**What the exercise asks:** In the data below, which lines hold the word "verbose"? Copy them.

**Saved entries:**
—————
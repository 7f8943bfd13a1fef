use colored::*;
use tracing::error;

use ipvx_core::parse_ip;

use crate::terminal::print;

/// Prints `v4`/`v6` and the canonical form of every literal.
///
/// All literals are reported before failing on the invalid ones.
pub fn parse(literals: &[String]) -> anyhow::Result<()> {
    let mut invalid: usize = 0;

    for literal in literals {
        match parse_ip(literal) {
            Some(addr) => {
                let family = format!("v{}", addr.version());
                print::aligned_line(&family, addr.as_str());
            }
            None => {
                error!("{} is not a valid IP address", literal.red());
                invalid += 1;
            }
        }
    }

    if invalid > 0 {
        anyhow::bail!("{invalid} of {} literals could not be parsed", literals.len());
    }
    Ok(())
}
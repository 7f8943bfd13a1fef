use crate::commands::CommandLine;

/// Runtime options collected from the command line.
pub struct Config {
    /// Suppresses headers and summaries. `-qq` also silences diagnostics.
    pub quiet: u8,
    /// Raises the log level: `-v` for debug, `-vv` for trace.
    pub verbose: u8,
    /// Caps the number of addresses printed by `expand`.
    pub limit: Option<usize>,
    pub no_color: bool,
}

impl From<&CommandLine> for Config {
    fn from(commands: &CommandLine) -> Self {
        Self {
            quiet: commands.quiet,
            verbose: commands.verbose,
            limit: commands.limit,
            no_color: commands.no_color,
        }
    }
}

impl Config {
    /// Default `EnvFilter` directive when `RUST_LOG` is unset.
    pub fn log_directive(&self) -> &'static str {
        if self.quiet > 1 {
            return "off";
        }
        match self.verbose {
            0 => "warn",
            1 => "debug",
            _ => "trace",
        }
    }
}

// ╔════════════════════════════════════════════╗
// ║ ████████╗███████╗███████╗████████╗███████╗ ║
// ║ ╚══██╔══╝██╔════╝██╔════╝╚══██╔══╝██╔════╝ ║
// ║    ██║   █████╗  ███████╗   ██║   ███████╗ ║
// ║    ██║   ██╔══╝  ╚════██║   ██║   ╚════██║ ║
// ║    ██║   ███████╗███████║   ██║   ███████║ ║
// ║    ╚═╝   ╚══════╝╚══════╝   ╚═╝   ╚══════╝ ║
// ╚════════════════════════════════════════════╝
—————
**Written reply:**
    pub verbose: u8,
            verbose: commands.verbose,
        match self.verbose {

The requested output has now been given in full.